If you create a “Database Delete” server action and add an id column to delete, Wappler defaults to this taking the value of $_POST.id.
I would expect you are much more likely to delete a table row with a GET method, so this request is that the default value offered is $_GET.id
That’s not the case actually.
Using a GET variable means you are calling your server action with url parameters, which means your users can run it directly like:
http://www.yoursite.com/dmxConnect/api/delete_action.php?deleteid=123
in their browser. And if it happens that you have not secured it well they can delete any record just like that.
When using a POST variable, the data is submitted by a form and you cannot just run the url with a parameter added there, the server action can only be run on form submit.
That’s why the default value points to a POST variable, but i see no issue with that … if you want to use GET variables, just pick them in the data picker.

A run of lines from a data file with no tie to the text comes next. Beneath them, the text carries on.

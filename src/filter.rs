//! Filter engine: conjunctive predicates over the dataset, a sampling cap and
//! a completeness pass for map display.

use rand::seq::SliceRandom;
use rand::Rng;
use serde::{Deserialize, Serialize};

use crate::data::{Dataset, FilterBounds, University};

/// Upper bound on records handed to the map.
pub const MAX_RESULTS: usize = 300;
pub const ALL_STATES: &str = "All";

#[derive(Debug, Clone, PartialEq, Eq, Serialize, Deserialize)]
#[serde(from = "String", into = "String")]
pub enum StateSelection {
    All,
    Only(String),
}

impl StateSelection {
    pub fn selected(&self) -> Option<&str> {
        match self {
            StateSelection::All => None,
            StateSelection::Only(state) => Some(state),
        }
    }

    /// Exact, case-sensitive comparison. An absent state only passes `All`.
    pub fn matches(&self, state: Option<&str>) -> bool {
        match self {
            StateSelection::All => true,
            StateSelection::Only(wanted) => state == Some(wanted.as_str()),
        }
    }
}

impl From<String> for StateSelection {
    fn from(value: String) -> Self {
        if value == ALL_STATES {
            StateSelection::All
        } else {
            StateSelection::Only(value)
        }
    }
}

impl From<StateSelection> for String {
    fn from(value: StateSelection) -> Self {
        match value {
            StateSelection::All => ALL_STATES.to_string(),
            StateSelection::Only(state) => state,
        }
    }
}

/// Inclusive enrollment range.
#[derive(Debug, Clone, Copy, PartialEq, Eq, Serialize, Deserialize)]
pub struct SizeRange {
    pub min: u64,
    pub max: u64,
}

impl SizeRange {
    pub fn contains(&self, size: Option<f64>) -> bool {
        match size {
            Some(s) => s >= self.min as f64 && s <= self.max as f64,
            None => false,
        }
    }
}

#[derive(Debug, Clone, PartialEq, Serialize, Deserialize)]
pub struct FilterCriteria {
    pub state: StateSelection,
    #[serde(default)]
    pub keyword: String,
    pub size: SizeRange,
    pub max_total_cost: f64,
}

impl FilterCriteria {
    /// Initial form selection: every state, no keyword, full size range,
    /// default budget.
    pub fn defaults(bounds: &FilterBounds) -> Self {
        Self {
            state: StateSelection::All,
            keyword: String::new(),
            size: SizeRange {
                min: bounds.size_min,
                max: bounds.size_max,
            },
            max_total_cost: bounds.budget_default as f64,
        }
    }

    pub fn matches(&self, uni: &University) -> bool {
        Predicate::new(self).matches(uni)
    }
}

struct Predicate<'c> {
    criteria: &'c FilterCriteria,
    keyword: Option<String>,
}

impl<'c> Predicate<'c> {
    fn new(criteria: &'c FilterCriteria) -> Self {
        let keyword = if criteria.keyword.is_empty() {
            None
        } else {
            Some(criteria.keyword.to_lowercase())
        };
        Self { criteria, keyword }
    }

    fn matches(&self, uni: &University) -> bool {
        let within_budget = uni
            .total_estimated_cost()
            .map_or(false, |cost| cost <= self.criteria.max_total_cost);
        if !within_budget {
            return false;
        }
        if !self.criteria.state.matches(uni.state.as_deref()) {
            return false;
        }
        if let Some(keyword) = &self.keyword {
            let hit = uni
                .program_code
                .as_deref()
                .map_or(false, |code| code.to_lowercase().contains(keyword.as_str()));
            if !hit {
                return false;
            }
        }
        self.criteria.size.contains(uni.enrollment)
    }
}

/// Records shown for one filter submission.
#[derive(Debug, Clone)]
pub struct ResultSet<'a> {
    records: Vec<&'a University>,
    eligible: usize,
    sampled: bool,
}

impl<'a> ResultSet<'a> {
    pub fn records(&self) -> &[&'a University] {
        &self.records
    }

    pub fn len(&self) -> usize {
        self.records.len()
    }

    pub fn is_empty(&self) -> bool {
        self.records.is_empty()
    }

    /// Rows that passed every predicate, before sampling.
    pub fn eligible_count(&self) -> usize {
        self.eligible
    }

    pub fn was_sampled(&self) -> bool {
        self.sampled
    }
}

/// Every record passing all predicates, in table order.
pub fn eligible<'a>(records: &'a [University], criteria: &FilterCriteria) -> Vec<&'a University> {
    let predicate = Predicate::new(criteria);
    records.iter().filter(|u| predicate.matches(u)).collect()
}

/// Filter, cap at [`MAX_RESULTS`] by uniform sampling, then drop records that
/// cannot be placed on the map.
pub fn apply<'a, R: Rng + ?Sized>(
    records: &'a [University],
    criteria: &FilterCriteria,
    rng: &mut R,
) -> ResultSet<'a> {
    let eligible = eligible(records, criteria);
    let eligible_count = eligible.len();
    let sampled = eligible_count > MAX_RESULTS;
    let capped: Vec<&University> = if sampled {
        eligible.choose_multiple(rng, MAX_RESULTS).copied().collect()
    } else {
        eligible
    };

    ResultSet {
        records: capped.into_iter().filter(|u| u.is_mappable()).collect(),
        eligible: eligible_count,
        sampled,
    }
}

pub fn apply_filters<'a>(dataset: &'a Dataset, criteria: &FilterCriteria) -> ResultSet<'a> {
    apply(dataset.records(), criteria, &mut rand::thread_rng())
}
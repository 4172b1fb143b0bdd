use anyhow::{bail, Context, Result};
use async_trait::async_trait;
use reqwest::Client;
use serde::{Deserialize, Serialize};
use serde_json::{Map, Value};
use std::path::PathBuf;

/// Property holding the region name in the boundary collection.
pub const REGION_NAME_PROPERTY: &str = "NAME";

#[derive(Debug, Clone, PartialEq, Serialize, Deserialize)]
pub struct FeatureCollection {
    #[serde(rename = "type", default = "collection_type")]
    pub kind: String,
    #[serde(default)]
    pub features: Vec<Feature>,
}

#[derive(Debug, Clone, PartialEq, Serialize, Deserialize)]
pub struct Feature {
    #[serde(rename = "type", default = "feature_type")]
    pub kind: String,
    #[serde(default)]
    pub properties: Map<String, Value>,
    #[serde(default)]
    pub geometry: Value,
}

fn collection_type() -> String {
    "FeatureCollection".to_string()
}

fn feature_type() -> String {
    "Feature".to_string()
}

impl Feature {
    pub fn region_name(&self) -> Option<&str> {
        self.properties.get(REGION_NAME_PROPERTY)?.as_str()
    }
}

impl FeatureCollection {
    pub fn new(features: Vec<Feature>) -> Self {
        Self {
            kind: collection_type(),
            features,
        }
    }

    /// Features whose region name equals `selected`, ignoring case. A postal
    /// code also matches its full state name.
    pub fn matching(&self, selected: &str) -> FeatureCollection {
        let wanted = selected.to_lowercase();
        let full = state_name(selected).map(str::to_lowercase);
        let features = self
            .features
            .iter()
            .filter(|f| {
                f.region_name().map_or(false, |name| {
                    let name = name.to_lowercase();
                    name == wanted || full.as_deref() == Some(name.as_str())
                })
            })
            .cloned()
            .collect();
        FeatureCollection::new(features)
    }
}

/// Where region outlines come from.
#[async_trait]
pub trait BoundarySource: Send + Sync {
    async fn fetch(&self) -> Result<FeatureCollection>;
}

/// Builds the source for a configured location: `http(s)://` URLs are fetched
/// over the network, anything else is read as a local GeoJSON file.
pub fn source_for(location: &str) -> Box<dyn BoundarySource> {
    if location.starts_with("http://") || location.starts_with("https://") {
        Box::new(HttpBoundarySource::new(location))
    } else {
        let path = location.strip_prefix("file://").unwrap_or(location);
        Box::new(FileBoundarySource::new(path))
    }
}

pub struct HttpBoundarySource {
    client: Client,
    url: String,
}

impl HttpBoundarySource {
    pub fn new(url: &str) -> Self {
        Self {
            client: Client::new(),
            url: url.to_string(),
        }
    }
}

#[async_trait]
impl BoundarySource for HttpBoundarySource {
    async fn fetch(&self) -> Result<FeatureCollection> {
        let resp = self.client.get(&self.url).send().await?;
        if !resp.status().is_success() {
            bail!("boundary service returned {}", resp.status());
        }
        Ok(resp.json().await?)
    }
}

pub struct FileBoundarySource {
    path: PathBuf,
}

impl FileBoundarySource {
    pub fn new(path: impl Into<PathBuf>) -> Self {
        Self { path: path.into() }
    }
}

#[async_trait]
impl BoundarySource for FileBoundarySource {
    async fn fetch(&self) -> Result<FeatureCollection> {
        let raw = tokio::fs::read(&self.path)
            .await
            .with_context(|| format!("cannot read {}", self.path.display()))?;
        Ok(serde_json::from_slice(&raw)?)
    }
}

/// Fixed in-memory collection.
pub struct StaticBoundarySource(pub FeatureCollection);

#[async_trait]
impl BoundarySource for StaticBoundarySource {
    async fn fetch(&self) -> Result<FeatureCollection> {
        Ok(self.0.clone())
    }
}

const STATE_NAMES: [(&str, &str); 52] = [
    ("AL", "Alabama"),
    ("AK", "Alaska"),
    ("AZ", "Arizona"),
    ("AR", "Arkansas"),
    ("CA", "California"),
    ("CO", "Colorado"),
    ("CT", "Connecticut"),
    ("DE", "Delaware"),
    ("DC", "District of Columbia"),
    ("FL", "Florida"),
    ("GA", "Georgia"),
    ("HI", "Hawaii"),
    ("ID", "Idaho"),
    ("IL", "Illinois"),
    ("IN", "Indiana"),
    ("IA", "Iowa"),
    ("KS", "Kansas"),
    ("KY", "Kentucky"),
    ("LA", "Louisiana"),
    ("ME", "Maine"),
    ("MD", "Maryland"),
    ("MA", "Massachusetts"),
    ("MI", "Michigan"),
    ("MN", "Minnesota"),
    ("MS", "Mississippi"),
    ("MO", "Missouri"),
    ("MT", "Montana"),
    ("NE", "Nebraska"),
    ("NV", "Nevada"),
    ("NH", "New Hampshire"),
    ("NJ", "New Jersey"),
    ("NM", "New Mexico"),
    ("NY", "New York"),
    ("NC", "North Carolina"),
    ("ND", "North Dakota"),
    ("OH", "Ohio"),
    ("OK", "Oklahoma"),
    ("OR", "Oregon"),
    ("PA", "Pennsylvania"),
    ("PR", "Puerto Rico"),
    ("RI", "Rhode Island"),
    ("SC", "South Carolina"),
    ("SD", "South Dakota"),
    ("TN", "Tennessee"),
    ("TX", "Texas"),
    ("UT", "Utah"),
    ("VT", "Vermont"),
    ("VA", "Virginia"),
    ("WA", "Washington"),
    ("WV", "West Virginia"),
    ("WI", "Wisconsin"),
    ("WY", "Wyoming"),
];

/// Full name for a two-letter postal code.
pub fn state_name(code: &str) -> Option<&'static str> {
    STATE_NAMES
        .iter()
        .find(|(c, _)| c.eq_ignore_ascii_case(code))
        .map(|(_, name)| *name)
}

#[cfg(test)]
mod tests {
    use super::*;
    use serde_json::json;

    fn region(name: &str) -> Feature {
        Feature {
            kind: feature_type(),
            properties: json!({ "NAME": name }).as_object().cloned().unwrap_or_default(),
            geometry: json!({"type": "Polygon", "coordinates": []}),
        }
    }

    #[test]
    fn matching_ignores_case() {
        let fc = FeatureCollection::new(vec![region("California"), region("Oregon")]);
        let hit = fc.matching("california");
        assert_eq!(hit.features.len(), 1);
        assert_eq!(hit.features[0].region_name(), Some("California"));
    }

    #[test]
    fn postal_code_matches_full_name() {
        let fc = FeatureCollection::new(vec![region("New York"), region("Texas")]);
        let hit = fc.matching("NY");
        assert_eq!(hit.features.len(), 1);
        assert_eq!(hit.features[0].region_name(), Some("New York"));
    }

    #[test]
    fn unknown_region_matches_nothing() {
        let fc = FeatureCollection::new(vec![region("Texas")]);
        assert!(fc.matching("Atlantis").features.is_empty());
    }

    #[test]
    fn collection_parses_census_shape() {
        let raw = r#"{"type":"FeatureCollection","features":[
            {"type":"Feature","properties":{"GEO_ID":"0400000US06","STATE":"06","NAME":"California"},
             "geometry":{"type":"Polygon","coordinates":[[[-120.0,35.0],[-119.0,35.0],[-119.0,36.0]]]}}]}"#;
        let fc: FeatureCollection = serde_json::from_str(raw).unwrap();
        assert_eq!(fc.features[0].region_name(), Some("California"));
    }

    #[tokio::test]
    async fn missing_file_is_an_error() {
        let src = FileBoundarySource::new("/nonexistent/boundaries.json");
        assert!(src.fetch().await.is_err());
    }
}
use anyhow::{anyhow, bail, Result};
use async_trait::async_trait;
use reqwest::Client;
use serde::{Deserialize, Serialize};

use super::transcript::Turn;
use crate::config::Config;

#[derive(Clone, Copy, Debug, PartialEq, Eq)]
pub enum ProviderKind {
    Together,
    OpenAi,
}

impl ProviderKind {
    pub fn from_env() -> Self {
        Self::parse(&std::env::var("CHAT_PROVIDER").unwrap_or_else(|_| "together".to_string()))
    }

    pub fn parse(name: &str) -> Self {
        match name.trim().to_lowercase().as_str() {
            "openai" => ProviderKind::OpenAi,
            _ => ProviderKind::Together,
        }
    }

    pub fn as_str(&self) -> &'static str {
        match self {
            ProviderKind::Together => "together",
            ProviderKind::OpenAi => "openai",
        }
    }

    pub fn default_model(&self) -> &'static str {
        match self {
            ProviderKind::Together => "deepseek-ai/DeepSeek-V3",
            ProviderKind::OpenAi => "gpt-4o-mini",
        }
    }

    pub fn default_base_url(&self) -> &'static str {
        match self {
            ProviderKind::Together => "https://api.together.xyz/v1",
            ProviderKind::OpenAi => "https://api.openai.com/v1",
        }
    }

    /// Provider-specific credential variables, checked in order.
    pub fn api_key_from_env(&self) -> Option<String> {
        let names: &[&str] = match self {
            ProviderKind::Together => &["TOGETHER_API_KEY", "together_api_key"],
            ProviderKind::OpenAi => &["OPENAI_API_KEY"],
        };
        names.iter().find_map(|n| std::env::var(n).ok())
    }

    pub fn build(self, cfg: &Config) -> Box<dyn ChatBackend> {
        Box::new(CompletionClient::new(self, cfg))
    }
}

/// Anything that can turn a message list into one assistant reply.
#[async_trait]
pub trait ChatBackend: Send + Sync {
    fn name(&self) -> &str;
    async fn complete(&self, messages: &[Turn]) -> Result<String>;
}

#[derive(Serialize, Debug)]
struct CompletionRequest<'a> {
    model: &'a str,
    messages: &'a [Turn],
    #[serde(skip_serializing_if = "Option::is_none")]
    max_tokens: Option<u32>,
    #[serde(skip_serializing_if = "Option::is_none")]
    temperature: Option<f32>,
}

#[derive(Deserialize, Debug)]
struct CompletionResponse {
    #[serde(default)]
    choices: Vec<CompletionChoice>,
}

#[derive(Deserialize, Debug)]
struct CompletionChoice {
    message: CompletionMessage,
}

#[derive(Deserialize, Debug)]
struct CompletionMessage {
    #[serde(default)]
    content: Option<String>,
}

#[derive(Deserialize, Debug)]
struct ApiErrorBody {
    error: ApiError,
}

#[derive(Deserialize, Debug)]
struct ApiError {
    message: String,
}

/// OpenAI-compatible `/chat/completions` client.
pub struct CompletionClient {
    client: Client,
    provider: ProviderKind,
    base_url: String,
    api_key: Option<String>,
    model: String,
    max_tokens: Option<u32>,
    temperature: Option<f32>,
}

impl CompletionClient {
    pub fn new(provider: ProviderKind, cfg: &Config) -> Self {
        Self {
            client: Client::new(),
            provider,
            base_url: cfg.chat_base_url.trim_end_matches('/').to_string(),
            api_key: cfg.chat_api_key.clone(),
            model: cfg.chat_model.clone(),
            max_tokens: Some(cfg.chat_max_tokens),
            temperature: Some(cfg.chat_temperature),
        }
    }
}

#[async_trait]
impl ChatBackend for CompletionClient {
    fn name(&self) -> &str {
        self.provider.as_str()
    }

    async fn complete(&self, messages: &[Turn]) -> Result<String> {
        let api_key = self
            .api_key
            .as_deref()
            .ok_or_else(|| anyhow!("no API key configured for {}", self.provider.as_str()))?;
        let url = format!("{}/chat/completions", self.base_url);
        let body = CompletionRequest {
            model: &self.model,
            messages,
            max_tokens: self.max_tokens,
            temperature: self.temperature,
        };
        let resp = self
            .client
            .post(&url)
            .bearer_auth(api_key)
            .json(&body)
            .send()
            .await?;

        let status = resp.status();
        if !status.is_success() {
            let text = resp.text().await.unwrap_or_default();
            let detail = serde_json::from_str::<ApiErrorBody>(&text)
                .map(|e| e.error.message)
                .unwrap_or(text);
            bail!("{} returned {}: {}", self.provider.as_str(), status, detail);
        }

        let parsed: CompletionResponse = resp.json().await?;
        parsed
            .choices
            .into_iter()
            .next()
            .and_then(|c| c.message.content)
            .ok_or_else(|| anyhow!("completion response had no message content"))
    }
}
//! Writes `<dataset>.manifest.json` describing a university CSV: fingerprint,
//! row counts, schema check and completeness counts.

use serde_json::json;
use std::env;
use std::fs;
use std::path::PathBuf;
use std::time::{SystemTime, UNIX_EPOCH};

use uniexplorer::config::DEFAULT_DATA_PATH;
use uniexplorer::data::{analyze_csv, default_manifest_path, REQUIRED_COLUMNS};

fn main() {
    let path = PathBuf::from(
        env::args()
            .nth(1)
            .or_else(|| env::var("DATA_PATH").ok())
            .unwrap_or_else(|| DEFAULT_DATA_PATH.to_string()),
    );

    let now_ts = SystemTime::now()
        .duration_since(UNIX_EPOCH)
        .map(|d| d.as_secs())
        .unwrap_or(0);

    let manifest = match analyze_csv(&path, now_ts) {
        Ok(m) => m,
        Err(err) => {
            eprintln!("analysis failed: {:#}", err);
            std::process::exit(1);
        }
    };

    if !manifest.schema_ok() {
        eprintln!("missing columns: {:?}", manifest.missing_columns);
        eprintln!("required columns: {:?}", REQUIRED_COLUMNS);
        std::process::exit(2);
    }

    let out_path = default_manifest_path(&path);
    let payload = json!({ "manifest": manifest });
    let written = serde_json::to_string_pretty(&payload)
        .map_err(|e| e.to_string())
        .and_then(|text| fs::write(&out_path, text).map_err(|e| e.to_string()));
    if let Err(err) = written {
        eprintln!("failed to write {}: {}", out_path.display(), err);
        std::process::exit(3);
    }
    println!(
        "wrote manifest {} rows={} skipped={} missing_coordinates={}",
        out_path.display(),
        manifest.row_count,
        manifest.skipped_rows,
        manifest.rows_missing_coordinates
    );
}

Thanks for the feedback @Teodor.
Yes, security is very important… I see what you are saying.
All my deletion server actions have security protects… so would you say that they are completely safe from outside interference as you described in your post?
Well that is why it is just a default. You can easily replace it to $_GET on the dialog
that is true… but it takes someone who is still climbing towards the summit of their learning curve a short while to work out why their server action isn’t working.
Just part of the process I guess! 
Yes, they are.
So with security protect in place, is GET method as safe as a POST method?
Yes that’s right